BEGIN Records supplied

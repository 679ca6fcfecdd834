//! Wave parameters read by the cell composer.
//!
//! [`WaveState`] is the complete parameter set for one frame's composition.
//! It is owned by the layout transition machine and handed to the composer
//! by shared reference, so a frame never mixes two snapshots.

use glam::{DMat2, DVec2};
use sand_garden_core::Xorshift64;
use serde::{Deserialize, Serialize};

/// Number of circular waves in a layout.
pub const WAVE_COUNT: usize = 3;

/// Index of the anchor wave (the one a layout change can target).
pub const ANCHOR_WAVE: usize = 2;

/// Fixed `(outer, inner)` radius bands, one per wave index.
pub const RADIUS_BANDS: [(f64, f64); WAVE_COUNT] = [(0.2, 0.05), (0.1, 0.0), (0.3, 0.03)];

/// A radially symmetric ripple confined to the open annulus
/// `inner < dist < outer` around `center`.
#[derive(Debug, Clone, Copy, PartialEq, Serialize, Deserialize)]
pub struct CircularWave {
    pub center: DVec2,
    pub active: bool,
    pub outer: f64,
    pub inner: f64,
}

impl CircularWave {
    /// Active wave at `center` with radius band `index`.
    pub fn banded(center: DVec2, index: usize) -> Self {
        let (outer, inner) = RADIUS_BANDS[index];
        Self {
            center,
            active: true,
            outer,
            inner,
        }
    }

    /// True if `dist` lies strictly inside the annulus.
    pub fn contains(&self, dist: f64) -> bool {
        self.outer > dist && dist > self.inner
    }
}

/// The three circular waves of a layout, in override order.
#[derive(Debug, Clone, Copy, PartialEq, Serialize, Deserialize)]
pub struct Layout {
    pub waves: [CircularWave; WAVE_COUNT],
}

impl Default for Layout {
    fn default() -> Self {
        Self {
            waves: [
                CircularWave::banded(DVec2::new(0.1, 0.2), 0),
                CircularWave::banded(DVec2::new(0.8, 0.4), 1),
                CircularWave::banded(DVec2::new(0.3, 0.8), 2),
            ],
        }
    }
}

impl Layout {
    /// Draws a new layout: two decorative waves in fixed coordinate bands and
    /// an anchor wave at `target` (clamped to the unit square) or at a random
    /// fallback position.
    pub fn random(rng: &mut Xorshift64, target: Option<DVec2>) -> Self {
        let first = DVec2::new(rng.next_range(0.2, 0.25), rng.next_range(0.1, 0.7));
        let second = DVec2::new(rng.next_range(0.7, 0.9), rng.next_range(0.3, 0.5));
        let anchor = match target {
            Some(t) => t.clamp(DVec2::ZERO, DVec2::ONE),
            None => DVec2::new(rng.next_range(0.2, 0.8), rng.next_range(0.3, 0.9)),
        };
        Self {
            waves: [
                CircularWave::banded(first, 0),
                CircularWave::banded(second, 1),
                CircularWave::banded(anchor, ANCHOR_WAVE),
            ],
        }
    }

    /// Centre of the anchor wave.
    pub fn anchor(&self) -> DVec2 {
        self.waves[ANCHOR_WAVE].center
    }
}

/// Every parameter the composer reads.
///
/// Ranges: `master_scale` and `background_wave_scale` in [0, 1],
/// `grid_unit >= 1`, `transform` a rotation, `elapsed_time` in seconds and
/// monotonic.
#[derive(Debug, Clone, PartialEq, Serialize, Deserialize)]
pub struct WaveState {
    pub master_scale: f64,
    pub background_wave_scale: f64,
    pub waves: [CircularWave; WAVE_COUNT],
    pub grid_unit: f64,
    /// Column-major 2×2 rotation applied to `uv` before the interference overlay.
    pub transform: DMat2,
    pub elapsed_time: f64,
}

impl Default for WaveState {
    fn default() -> Self {
        Self {
            master_scale: 1.0,
            background_wave_scale: 1.0,
            waves: Layout::default().waves,
            grid_unit: 1.0,
            transform: DMat2::from_cols_array(&[0.8, 0.6, -0.6, 0.8]),
            elapsed_time: 0.0,
        }
    }
}

impl WaveState {
    /// Default layout with the given background wave scale.
    pub fn with_background_scale(background_wave_scale: f64) -> Self {
        Self {
            background_wave_scale,
            ..Self::default()
        }
    }

    /// Centre of the anchor wave.
    pub fn anchor(&self) -> DVec2 {
        self.waves[ANCHOR_WAVE].center
    }
}
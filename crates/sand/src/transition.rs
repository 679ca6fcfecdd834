//! Layout transition state machine.
//!
//! `Idle → ShrinkingOut → GrowingIn → Idle`. A request draws the next
//! layout up front, fades `master_scale` 1 → 0, swaps the layout in at the
//! bottom of the fade (toggling the grid unit and redrawing the overlay
//! rotation), then fades back 0 → 1. Requests made while a transition is
//! running are dropped, not queued.
//!
//! [`LayoutTransition`] is the only writer of its [`WaveState`]; everything
//! else reads it through [`LayoutTransition::state`].

use crate::easing::Easing;
use crate::tween::Tween;
use crate::wave::{Layout, WaveState};
use glam::{DMat2, DVec2};
use sand_garden_core::Xorshift64;
use serde::{Deserialize, Serialize};

/// Phase step used when the accumulator ignores the real frame delta.
pub const FIXED_PHASE_STEP_S: f64 = 1.0 / 60.0;

/// Range of the non-unit grid value drawn on every other transition.
const GRID_UNIT_RANGE: (f64, f64) = (4.0, 9.0);

#[derive(Debug, Clone, Copy, PartialEq, Eq, Serialize, Deserialize)]
pub enum TransitionPhase {
    Idle,
    ShrinkingOut,
    GrowingIn,
}

/// Side effects reported by [`LayoutTransition::advance`].
#[derive(Debug, Clone, Copy, PartialEq, Eq)]
pub enum TransitionEvent {
    /// The pending layout was swapped in at `master_scale == 0`.
    Swapped,
    /// `master_scale` is back at 1 and new requests are accepted again.
    Completed,
}

#[derive(Debug, Clone)]
pub struct LayoutTransition {
    state: WaveState,
    rng: Xorshift64,
    phase: TransitionPhase,
    tween: Tween,
    pending: Option<Layout>,
    shrink_ms: f64,
    grow_ms: f64,
    fixed_phase_step: bool,
}

impl LayoutTransition {
    pub fn new(state: WaveState, rng: Xorshift64, shrink_ms: f64, grow_ms: f64, fixed_phase_step: bool) -> Self {
        Self {
            state,
            rng,
            phase: TransitionPhase::Idle,
            tween: Tween::new(1.0, 1.0, 0.0, Easing::Linear),
            pending: None,
            shrink_ms,
            grow_ms,
            fixed_phase_step,
        }
    }

    pub fn state(&self) -> &WaveState {
        &self.state
    }

    pub fn phase(&self) -> TransitionPhase {
        self.phase
    }

    /// The transition guard.
    pub fn is_changing(&self) -> bool {
        self.phase != TransitionPhase::Idle
    }

    /// Anchor centre of the layout waiting to be swapped in, if any.
    pub fn pending_anchor(&self) -> Option<DVec2> {
        self.pending.as_ref().map(Layout::anchor)
    }

    /// Starts a transition towards a freshly drawn layout whose anchor wave
    /// sits at `target` (clamped to the unit square) or at a random spot.
    ///
    /// Returns `false` and changes nothing while a transition is running.
    pub fn request_change(&mut self, target: Option<DVec2>) -> bool {
        if self.is_changing() {
            log::debug!("layout change dropped: transition already running");
            return false;
        }
        if let Some(t) = target {
            if t != t.clamp(DVec2::ZERO, DVec2::ONE) {
                log::debug!("layout target {t} clamped to the unit square");
            }
        }

        let layout = Layout::random(&mut self.rng, target);
        log::debug!("layout change started, anchor at {}", layout.anchor());
        self.pending = Some(layout);
        self.phase = TransitionPhase::ShrinkingOut;
        self.tween = Tween::new(self.state.master_scale, 0.0, self.shrink_ms, Easing::QuinticIn);
        true
    }

    /// Advances the phase accumulator and any running transition by `dt_ms`.
    ///
    /// Time left over when a segment ends is carried into the next one, so
    /// the outcome depends only on the total time, not on frame boundaries.
    pub fn advance(&mut self, dt_ms: f64) -> Vec<TransitionEvent> {
        let dt_ms = if dt_ms.is_finite() { dt_ms.max(0.0) } else { 0.0 };
        self.state.elapsed_time += if self.fixed_phase_step {
            FIXED_PHASE_STEP_S
        } else {
            dt_ms / 1000.0
        };

        let mut events = Vec::new();
        let mut budget = dt_ms;
        loop {
            match self.phase {
                TransitionPhase::Idle => break,
                TransitionPhase::ShrinkingOut => {
                    budget = self.tween.advance(budget);
                    self.state.master_scale = self.tween.value();
                    if !self.tween.is_finished() {
                        break;
                    }
                    self.swap();
                    events.push(TransitionEvent::Swapped);
                    self.phase = TransitionPhase::GrowingIn;
                    self.tween = Tween::new(0.0, 1.0, self.grow_ms, Easing::QuinticOut);
                }
                TransitionPhase::GrowingIn => {
                    budget = self.tween.advance(budget);
                    self.state.master_scale = self.tween.value();
                    if self.tween.is_finished() {
                        self.phase = TransitionPhase::Idle;
                        events.push(TransitionEvent::Completed);
                        log::debug!("layout change completed, grid unit {}", self.state.grid_unit);
                    }
                    break;
                }
            }
        }
        events
    }

    /// Applies the pending layout while the field is fully faded out.
    fn swap(&mut self) {
        self.state.grid_unit = if self.state.grid_unit > 1.0 {
            1.0
        } else {
            self.rng.next_range(GRID_UNIT_RANGE.0, GRID_UNIT_RANGE.1)
        };
        self.state.transform = DMat2::from_angle(self.rng.next_angle());
        if let Some(layout) = self.pending.take() {
            self.state.waves = layout.waves;
        }
    }
}

#[cfg(test)]
mod tests {
    use super::*;

    fn machine(seed: u64) -> LayoutTransition {
        LayoutTransition::new(WaveState::default(), Xorshift64::new(seed), 1000.0, 900.0, false)
    }

    /// Advances in 60 Hz frames for `total_ms`, collecting every event.
    fn run(t: &mut LayoutTransition, total_ms: f64) -> Vec<TransitionEvent> {
        let frame = 1000.0 / 60.0;
        let mut events = Vec::new();
        let mut elapsed = 0.0;
        while elapsed < total_ms {
            events.extend(t.advance(frame));
            elapsed += frame;
        }
        events
    }

    #[test]
    fn starts_idle_at_full_scale() {
        let t = machine(1);
        assert_eq!(t.phase(), TransitionPhase::Idle);
        assert!(!t.is_changing());
        assert_eq!(t.state().master_scale, 1.0);
    }

    #[test]
    fn full_sequence_returns_to_idle() {
        let mut t = machine(42);
        assert!(t.request_change(None));
        assert_eq!(t.phase(), TransitionPhase::ShrinkingOut);
        let events = run(&mut t, 1950.0);
        assert_eq!(events, vec![TransitionEvent::Swapped, TransitionEvent::Completed]);
        assert!(!t.is_changing());
        assert_eq!(t.state().master_scale, 1.0);
    }

    #[test]
    fn concurrent_requests_run_a_single_sequence() {
        let mut t = machine(3);
        assert!(t.request_change(None));
        let pending = t.pending_anchor();
        assert!(!t.request_change(Some(DVec2::new(0.9, 0.9))));
        t.advance(300.0);
        assert!(!t.request_change(None));
        assert_eq!(t.pending_anchor(), pending);

        let events = run(&mut t, 2000.0);
        assert_eq!(events.iter().filter(|e| **e == TransitionEvent::Swapped).count(), 1);
        assert_eq!(events.iter().filter(|e| **e == TransitionEvent::Completed).count(), 1);
        assert_eq!(Some(t.state().anchor()), pending);
    }

    #[test]
    fn master_scale_falls_then_rises() {
        let mut t = machine(4);
        t.request_change(None);
        t.advance(500.0);
        let mid_shrink = t.state().master_scale;
        assert!(mid_shrink > 0.9, "quintic-in is still near 1 halfway: {mid_shrink}");
        let events = t.advance(500.0);
        assert_eq!(events, vec![TransitionEvent::Swapped]);
        assert_eq!(t.state().master_scale, 0.0);
        assert_eq!(t.phase(), TransitionPhase::GrowingIn);
        t.advance(450.0);
        assert!(t.state().master_scale > 0.9, "quintic-out is nearly done halfway");
        assert_eq!(t.advance(450.0), vec![TransitionEvent::Completed]);
        assert_eq!(t.state().master_scale, 1.0);
    }

    #[test]
    fn leftover_time_carries_across_segments() {
        let mut t = machine(5);
        t.request_change(None);
        let events = t.advance(1000.0 + 900.0);
        assert_eq!(events, vec![TransitionEvent::Swapped, TransitionEvent::Completed]);
        assert!(!t.is_changing());
    }

    #[test]
    fn grid_unit_alternates_across_transitions() {
        let mut t = machine(6);
        assert_eq!(t.state().grid_unit, 1.0);
        for round in 0..4 {
            let before = t.state().grid_unit;
            assert!(t.request_change(None));
            t.advance(2000.0);
            let after = t.state().grid_unit;
            if before == 1.0 {
                assert!((4.0..9.0).contains(&after), "round {round}: {after}");
            } else {
                assert_eq!(after, 1.0, "round {round}");
            }
        }
    }

    #[test]
    fn swap_replaces_transform_with_a_rotation() {
        let mut t = machine(7);
        let before = t.state().transform;
        t.request_change(None);
        t.advance(1000.0);
        let after = t.state().transform;
        assert_ne!(before, after);
        assert!((after.determinant() - 1.0).abs() < 1e-12);
        assert!((after.x_axis.length() - 1.0).abs() < 1e-12);
    }

    #[test]
    fn target_becomes_clamped_anchor() {
        let mut t = machine(8);
        t.request_change(Some(DVec2::new(1.4, 0.25)));
        t.advance(2000.0);
        assert_eq!(t.state().anchor(), DVec2::new(1.0, 0.25));
    }

    #[test]
    fn waves_are_untouched_until_the_swap() {
        let mut t = machine(9);
        let original = t.state().waves;
        t.request_change(Some(DVec2::splat(0.5)));
        t.advance(999.0);
        assert_eq!(t.state().waves, original);
        t.advance(1.0);
        assert_eq!(t.state().anchor(), DVec2::splat(0.5));
    }

    #[test]
    fn phase_accumulator_follows_policy() {
        let mut real = machine(10);
        real.advance(100.0);
        assert!((real.state().elapsed_time - 0.1).abs() < 1e-12);

        let mut fixed = LayoutTransition::new(WaveState::default(), Xorshift64::new(10), 1000.0, 900.0, true);
        fixed.advance(100.0);
        fixed.advance(3.0);
        assert!((fixed.state().elapsed_time - 2.0 / 60.0).abs() < 1e-12);
    }

    #[test]
    fn zero_durations_complete_in_one_frame() {
        let mut t = LayoutTransition::new(WaveState::default(), Xorshift64::new(11), 0.0, 0.0, false);
        t.request_change(None);
        assert_eq!(t.advance(0.0), vec![TransitionEvent::Swapped, TransitionEvent::Completed]);
        assert_eq!(t.state().master_scale, 1.0);
    }

    mod proptests {
        use super::*;
        use proptest::prelude::*;

        proptest! {
            #[test]
            fn frame_split_does_not_change_outcome(seed: u64, frames in proptest::collection::vec(1.0_f64..120.0, 1..40)) {
                let total: f64 = frames.iter().sum();
                let mut chunked = machine(seed);
                let mut whole = machine(seed);
                chunked.request_change(None);
                whole.request_change(None);
                for dt in &frames {
                    chunked.advance(*dt);
                }
                whole.advance(total);
                prop_assert_eq!(chunked.phase(), whole.phase());
                prop_assert!((chunked.state().master_scale - whole.state().master_scale).abs() < 1e-9);
                prop_assert_eq!(chunked.state().waves, whole.state().waves);
            }

            #[test]
            fn master_scale_stays_in_unit_range(seed: u64, dt in 0.0_f64..200.0) {
                let mut t = machine(seed);
                t.request_change(None);
                for _ in 0..30 {
                    t.advance(dt);
                    let s = t.state().master_scale;
                    prop_assert!((0.0..=1.0).contains(&s), "master_scale {s}");
                }
            }
        }
    }
}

END Records supplied

Problem statement
Repeat exactly, please, each line from the beginning of the data through the line with "per wave index." in it, and only those lines.

Response to this exercise
repository 679ca6fcfecdd834
//! Wave parameters read by the cell composer.
//!
//! [`WaveState`] is the complete parameter set for one frame's composition.
//! It is owned by the layout transition machine and handed to the composer
//! by shared reference, so a frame never mixes two snapshots.

use glam::{DMat2, DVec2};
use sand_garden_core::Xorshift64;
use serde::{Deserialize, Serialize};

/// Number of circular waves in a layout.
pub const WAVE_COUNT: usize = 3;

/// Index of the anchor wave (the one a layout change can target).
pub const ANCHOR_WAVE: usize = 2;

/// Fixed `(outer, inner)` radius bands, one per wave index.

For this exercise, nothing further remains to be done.